Staying Safe in the Snow & Ice

The winter can be a stunningly beautiful time of year – but the cold, snow, and ice can bring with them a unique set of challenges – especially for senior citizens, small children, and anyone suffering from issues that decrease mobility.

Snow Shoveling

It’s a common winter chore – clearing the snow from your sidewalk, driveway, etc. Did you know that, in the cold weather, your heart is already working overtime to help keep you warm? It’s true! Physical activity that increases your heart rate (like shoveling snow) can add to the burden on your heart, so you should discuss with your doctor whether your heart is healthy enough for outdoor activities like shoveling in the winter. If you are shoveling, take frequent breaks. Don’t push yourself too hard, and take it especially easy if the temperature is really low.
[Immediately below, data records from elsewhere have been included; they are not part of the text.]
//! Insertable/Queryable helper structs used by the SQLite storage implementation.

use diesel::prelude::*;

use crate::schema::{commit_state, coverage, package};

#[derive(Insertable, AsChangeset, Debug)]
#[diesel(table_name = commit_state)]
pub(crate) struct CommitStateRow<'a> {
    pub(crate) commit_hash: &'a str,
    pub(crate) state: &'a str,
}

#[derive(Insertable, AsChangeset, Debug)]
#[diesel(table_name = package, treat_none_as_null = true)]
pub(crate) struct PackageRow<'a> {
    pub(crate) commit_hash: &'a str,
    pub(crate) attr_path: &'a str,
    pub(crate) name: &'a str,
    pub(crate) version: &'a str,
    pub(crate) description: Option<&'a str>,
}

#[derive(Insertable, Debug)]
#[diesel(table_name = coverage)]
pub(crate) struct NewCoverage<'a> {
    pub(crate) channel: &'a str,
    pub(crate) period_start: &'a str, // RFC3339 UTC millis
    pub(crate) period_end: &'a str,   // RFC3339 UTC millis
    pub(crate) commit_hash: &'a str,
}

/// `coverage` LEFT JOIN `commit_state`.
#[derive(Queryable, Debug)]
pub(crate) struct CoverageJoinRow {
    pub(crate) channel: String,
    pub(crate) period_start: String,
    pub(crate) period_end: String,
    pub(crate) commit_hash: String,
    pub(crate) state: Option<String>,
}
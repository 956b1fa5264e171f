//! SQLite implementation of [`Storage`].

use std::{
    collections::HashMap,
    sync::{Arc, Mutex},
};

use anyhow::Context;
use async_trait::async_trait;
use diesel::{SqliteConnection, prelude::*};
use history_ingestor::models::{
    channel::Channel,
    commit::{Commit, CommitState},
    package::Package,
};

use crate::{
    db::connection::connect_sqlite,
    period::Period,
    schema::{commit_state, coverage, package},
    storage::{
        CoverageRecord, Storage, StorageError, StorageResult,
        models::{CommitStateRow, CoverageJoinRow, NewCoverage, PackageRow},
    },
    tz,
};

/// SQLite-backed [`Storage`].
///
/// Diesel is synchronous, so every call runs on the blocking pool against one
/// mutex-guarded connection. SQLite serializes writers anyway.
#[derive(Clone)]
pub struct SqliteStorage {
    conn: Arc<Mutex<SqliteConnection>>,
}

impl SqliteStorage {
    /// Opens `database_url` with the standard PRAGMAs. Migrations are not run here.
    pub fn open(database_url: &str) -> StorageResult<Self> {
        let conn = connect_sqlite(database_url)
            .with_context(|| format!("opening sqlite database {database_url}"))?;
        Ok(Self::from_connection(conn))
    }

    /// Wraps an already configured connection.
    pub fn from_connection(conn: SqliteConnection) -> Self {
        Self {
            conn: Arc::new(Mutex::new(conn)),
        }
    }

    async fn with_conn<T, F>(&self, f: F) -> StorageResult<T>
    where
        T: Send + 'static,
        F: FnOnce(&mut SqliteConnection) -> StorageResult<T> + Send + 'static,
    {
        let conn = Arc::clone(&self.conn);
        tokio::task::spawn_blocking(move || {
            let mut guard = conn.lock().map_err(|_| StorageError::Poisoned)?;
            f(&mut guard)
        })
        .await
        .context("storage task did not complete")?
    }

    /// Last recorded state of `commit`, if any.
    pub async fn commit_state(&self, commit: &Commit) -> StorageResult<Option<CommitState>> {
        let hash = commit.as_str().to_owned();
        self.with_conn(move |conn| {
            let code: Option<String> = commit_state::table
                .find(hash.as_str())
                .select(commit_state::state)
                .first(conn)
                .optional()?;
            code.map(|c| parse_state(&c)).transpose()
        })
        .await
    }

    /// Number of packages stored for `commit`.
    pub async fn package_count(&self, commit: &Commit) -> StorageResult<i64> {
        let hash = commit.as_str().to_owned();
        self.with_conn(move |conn| {
            Ok(package::table
                .filter(package::commit_hash.eq(hash.as_str()))
                .count()
                .get_result(conn)?)
        })
        .await
    }

    /// Every `(commit, version)` recorded for packages named `name`, deduplicated.
    pub async fn versions_of(&self, name: &str) -> StorageResult<Vec<(Commit, String)>> {
        let name = name.to_owned();
        self.with_conn(move |conn| {
            let rows: Vec<(String, String)> = package::table
                .filter(package::name.eq(name.as_str()))
                .select((package::commit_hash, package::version))
                .distinct()
                .order((package::version.asc(), package::commit_hash.asc()))
                .load(conn)?;
            Ok(rows
                .into_iter()
                .map(|(hash, version)| (Commit::new(hash), version))
                .collect())
        })
        .await
    }
}

fn parse_state(code: &str) -> StorageResult<CommitState> {
    code.parse::<CommitState>()
        .map_err(|_| StorageError::UnknownState(code.to_owned()).into())
}

fn record_from_row(row: CoverageJoinRow) -> StorageResult<CoverageRecord> {
    let channel: Channel = row
        .channel
        .parse()
        .map_err(|_| StorageError::UnknownChannel(row.channel.clone()))?;
    let period = Period::new(
        tz::parse_ts_to_utc(&row.period_start)?,
        tz::parse_ts_to_utc(&row.period_end)?,
    )?;
    let state = match row.state {
        Some(code) => parse_state(&code)?,
        None => CommitState::Incomplete,
    };
    Ok(CoverageRecord {
        period,
        channel,
        commit: Commit::new(row.commit_hash),
        state,
    })
}

fn upsert_package(conn: &mut SqliteConnection, hash: &str, p: &Package) -> QueryResult<usize> {
    let row = PackageRow {
        commit_hash: hash,
        attr_path: &p.attr_path,
        name: &p.name,
        version: &p.version,
        description: p.description.as_deref(),
    };
    diesel::insert_into(package::table)
        .values(&row)
        .on_conflict((package::commit_hash, package::attr_path))
        .do_update()
        .set(&row)
        .execute(conn)
}

#[async_trait]
impl Storage for SqliteStorage {
    async fn coverage(&self, channel: Channel) -> StorageResult<Vec<CoverageRecord>> {
        self.with_conn(move |conn| {
            let rows: Vec<CoverageJoinRow> = coverage::table
                .left_join(
                    commit_state::table.on(commit_state::commit_hash.eq(coverage::commit_hash)),
                )
                .filter(coverage::channel.eq(channel.branch()))
                .select((
                    coverage::channel,
                    coverage::period_start,
                    coverage::period_end,
                    coverage::commit_hash,
                    commit_state::state.nullable(),
                ))
                .order((coverage::period_start.asc(), coverage::id.asc()))
                .load(conn)?;
            rows.into_iter().map(record_from_row).collect()
        })
        .await
    }

    async fn commit_states(&self) -> StorageResult<HashMap<Commit, CommitState>> {
        self.with_conn(|conn| {
            let rows: Vec<(String, String)> = commit_state::table
                .select((commit_state::commit_hash, commit_state::state))
                .load(conn)?;
            rows.into_iter()
                .map(|(hash, code)| Ok((Commit::new(hash), parse_state(&code)?)))
                .collect()
        })
        .await
    }

    async fn write_commit_state(&self, commit: &Commit, state: CommitState) -> StorageResult<()> {
        let hash = commit.as_str().to_owned();
        self.with_conn(move |conn| {
            let row = CommitStateRow {
                commit_hash: &hash,
                state: state.as_str(),
            };
            diesel::insert_into(commit_state::table)
                .values(&row)
                .on_conflict(commit_state::commit_hash)
                .do_update()
                .set(&row)
                .execute(conn)?;
            Ok(())
        })
        .await
    }

    async fn write_package(&self, commit: &Commit, package: &Package) -> StorageResult<()> {
        let hash = commit.as_str().to_owned();
        let package = package.clone();
        self.with_conn(move |conn| {
            upsert_package(conn, &hash, &package)?;
            Ok(())
        })
        .await
    }

    /// One transaction for the whole set; a failure leaves no partial rows behind.
    async fn write_packages(&self, commit: &Commit, packages: &[Package]) -> StorageResult<()> {
        let hash = commit.as_str().to_owned();
        let packages = packages.to_vec();
        self.with_conn(move |conn| {
            conn.transaction::<_, diesel::result::Error, _>(|conn| {
                for p in &packages {
                    upsert_package(conn, &hash, p)?;
                }
                Ok(())
            })?;
            tracing::debug!(commit = %hash, count = packages.len(), "stored packages");
            Ok(())
        })
        .await
    }

    async fn write_coverage(
        &self,
        period: Period,
        channel: Channel,
        commit: &Commit,
    ) -> StorageResult<()> {
        let hash = commit.as_str().to_owned();
        self.with_conn(move |conn| {
            let start = tz::to_rfc3339_millis(period.start);
            let end = tz::to_rfc3339_millis(period.end);
            diesel::insert_into(coverage::table)
                .values(&NewCoverage {
                    channel: channel.branch(),
                    period_start: &start,
                    period_end: &end,
                    commit_hash: &hash,
                })
                .on_conflict((
                    coverage::channel,
                    coverage::period_start,
                    coverage::period_end,
                    coverage::commit_hash,
                ))
                .do_nothing()
                .execute(conn)?;
            Ok(())
        })
        .await
    }
}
Shoveling can also be dangerous if you have any problems with balance, osteoporosis, or conditions that can make you more prone to falling – or that make falls more dangerous.

Use common sense, don’t push yourself, and talk to your doctor about how you can navigate winter chores in the safest way possible.


In cold weather, your body can lose heat quickly – leading to a dangerous drop in body temperature. Older adults tend to produce less body heat than younger people do, making it harder to regulate body temperature, so it is important to stay aware of conditions beyond just “feeling cold”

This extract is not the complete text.